Eine kleine Nachtmusik

This past Wednesday the highly acclaimed and relatively young pianist, (though I must confess to using this word rather liberally seeing as the man in question is 35 and has been performing internationally since his early 20s) Leif ove Andsnes, played a programme of Haydn and Mozart and Beethoven and Eivind Buene at Carnegie Hall. Let us pass over the aforementioned Haydn and Beethoven and most especially the Mozart, for the latter is being talked and dissected and, quite frankly, played, to death this year, which marks the 250th anniversary of that man’s birth and instead turn our attention for a moment to Eivind Buene, a Norwegian composer born in 1973, which, if nothing else, makes him a great deal younger than Mozart.

Also it means that his music sounds like nothing like Mozart’s. And that’s a good thing and a meant to be a compliment. Indeed if I had to hazard a comparison I would liken him to Radiohead. Not all Radiohead, but some of Kid A and Amnesiac but without Thom Yorke’s singing.

The piece was actually called Langsam und schmachtend, which means “slow and languishing” and refers to a rather famous Prelude in Wagner’s Tristan und Isolde.

But I digress. The point is not so much exactly what the music sounded like, or what the concert itself was like (although if you want to know, both the New York Times and the FT ran reviews only one of them laudatory, which, if you are so inclined are here and here respectively, though if I were you I would read the FT one first as I think its better written and more pleasurably nasty), rather what I want to talk about is the coughing which, while it accompanied all of the pieces really didn’t take off except in the Buene piece where it rose to new heights, both in frequency and volume in spite of the fact that there are mountains of free Ricola cough drops at every conceivable entrance to the Stern auditorium.

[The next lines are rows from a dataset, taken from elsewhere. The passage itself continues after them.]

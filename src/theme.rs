//! Theme colors, resolved from an explicit render context.

use crate::config::Color;

/// Identifies whose colors are being resolved for a render.
#[derive(Debug, Clone, PartialEq, Eq, Default)]
pub struct RenderContext {
    pub theme_key: String,
    pub object_id: Option<String>,
}

impl RenderContext {
    pub fn new(theme_key: impl Into<String>) -> Self {
        Self {
            theme_key: theme_key.into(),
            object_id: None,
        }
    }

    pub fn with_object(mut self, object_id: impl Into<String>) -> Self {
        self.object_id = Some(object_id.into());
        self
    }
}

/// Colors of the non-data parts of a gauge.
#[derive(Debug, Clone, Copy, PartialEq)]
pub struct Palette {
    pub panel: Color,
    pub tick: Color,
    pub label: Color,
    pub needle: Color,
    pub hub: Color,
    pub value_fill: Color,
    pub highlight: Color,
    pub target: Color,
}

impl Palette {
    pub const LIGHT: Palette = Palette {
        panel: Color::new(0xf4, 0xf4, 0xf4),
        tick: Color::new(0x20, 0x20, 0x20),
        label: Color::new(0x20, 0x20, 0x20),
        needle: Color::new(0xd0, 0x10, 0x10),
        hub: Color::new(0x30, 0x30, 0x30),
        value_fill: Color::new(0x3a, 0x7b, 0xd5),
        highlight: Color::new(0xff, 0x00, 0x00).with_alpha(0x60),
        target: Color::new(0x10, 0x10, 0x10),
    };

    pub const DARK: Palette = Palette {
        panel: Color::new(0x1c, 0x1e, 0x22),
        tick: Color::new(0xe0, 0xe0, 0xe0),
        label: Color::new(0xf0, 0xf0, 0xf0),
        needle: Color::new(0xff, 0x50, 0x30),
        hub: Color::new(0xc0, 0xc0, 0xc0),
        value_fill: Color::new(0x4f, 0xa3, 0xff),
        highlight: Color::new(0xff, 0x40, 0x40).with_alpha(0x60),
        target: Color::new(0xff, 0xff, 0xff),
    };
}

/// Maps a render context to a palette.
pub trait ThemeResolver {
    fn palette(&self, ctx: &RenderContext) -> Palette;
}

/// Built-in "light" and "dark" themes; any other key falls back to light.
#[derive(Debug, Clone, Copy, Default)]
pub struct DefaultTheme;

impl ThemeResolver for DefaultTheme {
    fn palette(&self, ctx: &RenderContext) -> Palette {
        match ctx.theme_key.as_str() {
            "dark" => Palette::DARK,
            _ => Palette::LIGHT,
        }
    }
}

#[cfg(test)]
mod tests {
    use super::*;

    #[test]
    fn test_unknown_theme_falls_back_to_light() {
        let theme = DefaultTheme;
        assert_eq!(theme.palette(&RenderContext::new("neon")), Palette::LIGHT);
        assert_eq!(
            theme.palette(&RenderContext::new("dark").with_object("gauge-1")),
            Palette::DARK
        );
    }
}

Indeed it was like a form of criticism in itself. The audience truly seemed to register its boredom, and its pleasure, by how important they deemed it to hold their coughs in (as a side note: these days clapping is not so reliable a measure as pretty much anyone who is famous and has put out a lot of CDs gets bravoed and standing ovation-ed). And by this measure they really, really hated Langsam und schmachtend, just as, back when Mozart was the really hot new thing out of Austria, Emperor Jospeh II had registered his own disinterest by yawning during the premiere of The Marriage of Figaro, which was consequently played only seven more times during its debut year.

But nowadays, Mozart is what is wanted. All the time. Mozart and Haydn and Beethoven and a handful of others whose melodies are easily recognizeable. And that’s rather sad. And its also somewhat of a trickly puzzle to get out of because the people who know how to listen to someone like Buene tend (and I must emphasize tend) to be those who are somewhat close to him in age, i.e. people in their twenties and thirties. They are quite willing to let Radiohead experiment with sound and harmony and their ears have long been trained to accept dissonant sound layers that fall and rise and seem to encompass the listener. But these people are, in large part, also those who think that classical music is pretty much over, that it had its day, oh, hundreds of years ago. And, on the other hand, those who do get out on a Wednesday night for a bit of music at Carnegie Hall register what they want to hear rather vocally. With a cacophony of coughing.

And people wonder why classical music is dying. I’d say we do a pretty good job of killing it ourselves, or maybe just preserving in amber, which is just as bad. And just as worrying.